Report, as a single number, how many lines of the records contain the word "ProjectError".

> Extracted material:
::::::::

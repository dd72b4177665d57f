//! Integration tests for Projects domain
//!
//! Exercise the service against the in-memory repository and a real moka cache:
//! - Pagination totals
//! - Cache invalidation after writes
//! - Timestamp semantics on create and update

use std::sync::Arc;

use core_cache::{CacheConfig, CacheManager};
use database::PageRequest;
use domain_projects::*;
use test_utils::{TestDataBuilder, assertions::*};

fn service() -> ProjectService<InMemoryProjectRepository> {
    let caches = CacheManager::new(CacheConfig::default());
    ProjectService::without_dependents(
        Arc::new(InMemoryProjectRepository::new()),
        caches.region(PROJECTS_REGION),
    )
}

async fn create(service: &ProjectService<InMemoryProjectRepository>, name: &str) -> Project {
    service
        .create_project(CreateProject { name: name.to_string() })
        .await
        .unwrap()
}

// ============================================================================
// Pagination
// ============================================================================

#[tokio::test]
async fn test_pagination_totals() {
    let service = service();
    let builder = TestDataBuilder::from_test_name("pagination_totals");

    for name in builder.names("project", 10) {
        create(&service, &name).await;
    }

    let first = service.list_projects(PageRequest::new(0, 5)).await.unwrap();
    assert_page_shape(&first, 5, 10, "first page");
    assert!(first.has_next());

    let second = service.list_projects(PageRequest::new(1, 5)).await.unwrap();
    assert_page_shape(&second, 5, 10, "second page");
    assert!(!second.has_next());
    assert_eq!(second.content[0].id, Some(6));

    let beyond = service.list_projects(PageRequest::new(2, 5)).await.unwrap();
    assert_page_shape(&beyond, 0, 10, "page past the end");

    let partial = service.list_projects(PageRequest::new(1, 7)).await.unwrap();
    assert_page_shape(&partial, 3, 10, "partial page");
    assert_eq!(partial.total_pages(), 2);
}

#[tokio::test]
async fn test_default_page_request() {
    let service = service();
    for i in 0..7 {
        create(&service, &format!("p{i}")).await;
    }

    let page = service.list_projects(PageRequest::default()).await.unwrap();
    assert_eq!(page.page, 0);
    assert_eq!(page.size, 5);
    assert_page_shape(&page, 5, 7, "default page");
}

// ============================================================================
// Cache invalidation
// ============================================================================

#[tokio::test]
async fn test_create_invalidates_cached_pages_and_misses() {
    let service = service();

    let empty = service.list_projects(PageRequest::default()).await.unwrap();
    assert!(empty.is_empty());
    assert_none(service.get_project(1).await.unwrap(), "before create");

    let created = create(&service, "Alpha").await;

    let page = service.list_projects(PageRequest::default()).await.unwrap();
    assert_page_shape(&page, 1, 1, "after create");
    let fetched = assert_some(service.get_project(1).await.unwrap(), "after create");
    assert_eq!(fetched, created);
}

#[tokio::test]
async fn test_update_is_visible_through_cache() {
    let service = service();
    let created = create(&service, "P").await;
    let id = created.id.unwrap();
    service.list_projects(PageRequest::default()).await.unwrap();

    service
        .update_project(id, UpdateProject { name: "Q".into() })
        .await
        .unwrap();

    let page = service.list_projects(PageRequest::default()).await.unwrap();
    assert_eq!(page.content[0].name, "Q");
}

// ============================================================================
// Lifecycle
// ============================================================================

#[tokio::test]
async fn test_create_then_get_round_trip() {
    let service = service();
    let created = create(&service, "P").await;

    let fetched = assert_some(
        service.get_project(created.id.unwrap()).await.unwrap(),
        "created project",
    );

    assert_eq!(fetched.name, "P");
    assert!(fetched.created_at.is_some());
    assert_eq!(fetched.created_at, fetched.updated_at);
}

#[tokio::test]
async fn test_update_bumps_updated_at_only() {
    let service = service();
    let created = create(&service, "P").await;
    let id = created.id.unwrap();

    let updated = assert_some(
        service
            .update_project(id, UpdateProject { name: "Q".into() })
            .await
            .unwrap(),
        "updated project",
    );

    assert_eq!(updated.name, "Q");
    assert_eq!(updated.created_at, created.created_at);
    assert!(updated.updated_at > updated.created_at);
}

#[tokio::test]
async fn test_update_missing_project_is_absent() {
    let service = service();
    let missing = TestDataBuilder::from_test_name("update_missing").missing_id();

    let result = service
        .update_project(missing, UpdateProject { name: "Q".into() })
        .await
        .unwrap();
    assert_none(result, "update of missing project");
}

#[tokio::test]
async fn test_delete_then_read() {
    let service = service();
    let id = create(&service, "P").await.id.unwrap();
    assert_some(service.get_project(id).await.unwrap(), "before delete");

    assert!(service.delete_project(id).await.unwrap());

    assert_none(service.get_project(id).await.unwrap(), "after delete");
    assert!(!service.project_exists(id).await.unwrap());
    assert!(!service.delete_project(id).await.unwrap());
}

::::::::

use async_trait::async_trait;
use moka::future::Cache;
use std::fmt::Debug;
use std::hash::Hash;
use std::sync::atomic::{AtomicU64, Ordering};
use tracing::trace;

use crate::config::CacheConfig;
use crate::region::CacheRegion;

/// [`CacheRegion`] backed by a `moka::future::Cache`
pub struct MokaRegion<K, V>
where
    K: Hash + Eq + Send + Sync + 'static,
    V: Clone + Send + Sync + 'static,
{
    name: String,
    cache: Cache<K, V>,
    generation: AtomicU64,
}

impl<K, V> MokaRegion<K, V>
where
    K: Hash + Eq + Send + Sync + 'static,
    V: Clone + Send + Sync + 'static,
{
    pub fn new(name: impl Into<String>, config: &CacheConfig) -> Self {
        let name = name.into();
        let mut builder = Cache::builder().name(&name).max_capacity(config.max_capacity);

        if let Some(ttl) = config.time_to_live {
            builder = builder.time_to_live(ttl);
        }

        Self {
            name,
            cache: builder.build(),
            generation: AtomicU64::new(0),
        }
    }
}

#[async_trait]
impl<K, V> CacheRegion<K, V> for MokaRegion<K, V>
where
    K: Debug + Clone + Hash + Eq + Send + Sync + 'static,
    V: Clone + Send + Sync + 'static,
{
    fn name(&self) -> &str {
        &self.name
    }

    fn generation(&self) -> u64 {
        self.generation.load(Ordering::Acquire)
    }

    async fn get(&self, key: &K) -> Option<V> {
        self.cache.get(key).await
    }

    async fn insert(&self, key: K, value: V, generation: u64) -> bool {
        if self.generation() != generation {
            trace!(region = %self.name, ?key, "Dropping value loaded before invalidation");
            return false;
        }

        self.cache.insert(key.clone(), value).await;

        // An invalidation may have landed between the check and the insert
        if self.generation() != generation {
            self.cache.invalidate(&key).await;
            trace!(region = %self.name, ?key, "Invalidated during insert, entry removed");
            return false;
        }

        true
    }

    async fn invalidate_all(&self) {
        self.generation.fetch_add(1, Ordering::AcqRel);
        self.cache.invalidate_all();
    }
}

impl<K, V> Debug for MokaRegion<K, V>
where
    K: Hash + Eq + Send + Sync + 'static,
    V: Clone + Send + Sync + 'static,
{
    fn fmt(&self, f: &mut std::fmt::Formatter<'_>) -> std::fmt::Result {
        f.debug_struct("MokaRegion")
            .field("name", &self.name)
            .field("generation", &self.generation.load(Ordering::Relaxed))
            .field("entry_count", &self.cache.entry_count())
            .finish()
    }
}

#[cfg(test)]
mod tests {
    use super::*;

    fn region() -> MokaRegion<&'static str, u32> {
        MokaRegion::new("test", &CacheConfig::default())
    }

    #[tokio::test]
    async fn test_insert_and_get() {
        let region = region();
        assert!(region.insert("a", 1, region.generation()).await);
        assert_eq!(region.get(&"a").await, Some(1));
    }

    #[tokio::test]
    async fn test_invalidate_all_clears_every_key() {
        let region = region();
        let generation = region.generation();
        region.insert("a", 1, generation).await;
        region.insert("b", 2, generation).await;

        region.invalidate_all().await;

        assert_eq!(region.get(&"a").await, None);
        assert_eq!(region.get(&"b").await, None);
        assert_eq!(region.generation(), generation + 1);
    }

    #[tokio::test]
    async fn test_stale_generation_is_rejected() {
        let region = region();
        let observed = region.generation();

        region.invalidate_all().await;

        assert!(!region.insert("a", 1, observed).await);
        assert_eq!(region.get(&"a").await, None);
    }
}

::::::::

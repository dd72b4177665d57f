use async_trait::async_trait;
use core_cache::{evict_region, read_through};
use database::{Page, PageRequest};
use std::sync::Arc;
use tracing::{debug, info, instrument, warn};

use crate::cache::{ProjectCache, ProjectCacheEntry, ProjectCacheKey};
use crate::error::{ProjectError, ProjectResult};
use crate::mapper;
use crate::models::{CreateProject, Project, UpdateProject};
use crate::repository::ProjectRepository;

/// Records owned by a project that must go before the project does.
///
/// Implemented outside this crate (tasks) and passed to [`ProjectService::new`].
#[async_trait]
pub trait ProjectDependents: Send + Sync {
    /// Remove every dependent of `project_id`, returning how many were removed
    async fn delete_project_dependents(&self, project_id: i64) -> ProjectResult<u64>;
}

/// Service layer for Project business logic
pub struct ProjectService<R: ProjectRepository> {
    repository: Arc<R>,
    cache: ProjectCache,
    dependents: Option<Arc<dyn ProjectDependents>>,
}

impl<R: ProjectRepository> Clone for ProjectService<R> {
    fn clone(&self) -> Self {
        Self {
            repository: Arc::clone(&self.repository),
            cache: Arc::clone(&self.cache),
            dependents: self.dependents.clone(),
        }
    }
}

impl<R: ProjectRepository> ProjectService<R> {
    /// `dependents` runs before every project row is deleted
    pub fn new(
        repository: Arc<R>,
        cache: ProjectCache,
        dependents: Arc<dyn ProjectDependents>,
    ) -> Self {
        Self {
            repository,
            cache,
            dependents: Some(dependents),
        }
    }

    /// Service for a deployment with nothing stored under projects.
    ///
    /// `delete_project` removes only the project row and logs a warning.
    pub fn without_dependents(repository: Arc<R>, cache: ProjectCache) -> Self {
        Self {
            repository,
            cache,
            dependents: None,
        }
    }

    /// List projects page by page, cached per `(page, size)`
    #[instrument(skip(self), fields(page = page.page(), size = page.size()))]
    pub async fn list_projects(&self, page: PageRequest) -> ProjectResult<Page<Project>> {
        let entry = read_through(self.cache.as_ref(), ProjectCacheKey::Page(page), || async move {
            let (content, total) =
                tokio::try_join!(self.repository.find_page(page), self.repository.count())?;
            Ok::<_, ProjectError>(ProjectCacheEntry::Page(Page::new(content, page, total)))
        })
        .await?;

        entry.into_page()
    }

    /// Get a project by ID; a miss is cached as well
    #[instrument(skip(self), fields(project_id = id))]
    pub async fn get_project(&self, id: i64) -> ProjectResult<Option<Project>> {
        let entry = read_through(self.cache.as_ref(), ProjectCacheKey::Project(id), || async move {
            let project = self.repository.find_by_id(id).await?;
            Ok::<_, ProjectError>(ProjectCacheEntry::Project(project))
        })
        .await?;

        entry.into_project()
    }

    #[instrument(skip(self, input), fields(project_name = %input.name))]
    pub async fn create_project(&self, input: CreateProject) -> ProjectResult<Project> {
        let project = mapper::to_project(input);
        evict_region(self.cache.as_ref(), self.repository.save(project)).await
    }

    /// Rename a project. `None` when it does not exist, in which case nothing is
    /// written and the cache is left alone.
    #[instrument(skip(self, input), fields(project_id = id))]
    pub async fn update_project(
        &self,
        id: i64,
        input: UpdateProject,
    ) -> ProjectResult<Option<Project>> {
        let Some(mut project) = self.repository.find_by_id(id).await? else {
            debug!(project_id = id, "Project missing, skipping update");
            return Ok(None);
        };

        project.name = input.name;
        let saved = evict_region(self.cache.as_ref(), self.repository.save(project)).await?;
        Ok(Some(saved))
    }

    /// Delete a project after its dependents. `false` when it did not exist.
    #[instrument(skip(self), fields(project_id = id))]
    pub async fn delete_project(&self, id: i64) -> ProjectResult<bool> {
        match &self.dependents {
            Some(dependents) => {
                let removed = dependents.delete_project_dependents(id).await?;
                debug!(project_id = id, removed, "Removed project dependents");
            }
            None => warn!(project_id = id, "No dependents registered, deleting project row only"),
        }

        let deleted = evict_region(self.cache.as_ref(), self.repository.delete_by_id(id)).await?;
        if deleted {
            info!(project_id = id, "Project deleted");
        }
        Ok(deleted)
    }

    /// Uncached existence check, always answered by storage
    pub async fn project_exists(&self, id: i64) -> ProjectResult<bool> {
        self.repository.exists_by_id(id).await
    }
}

::::::::

> Answer section: 3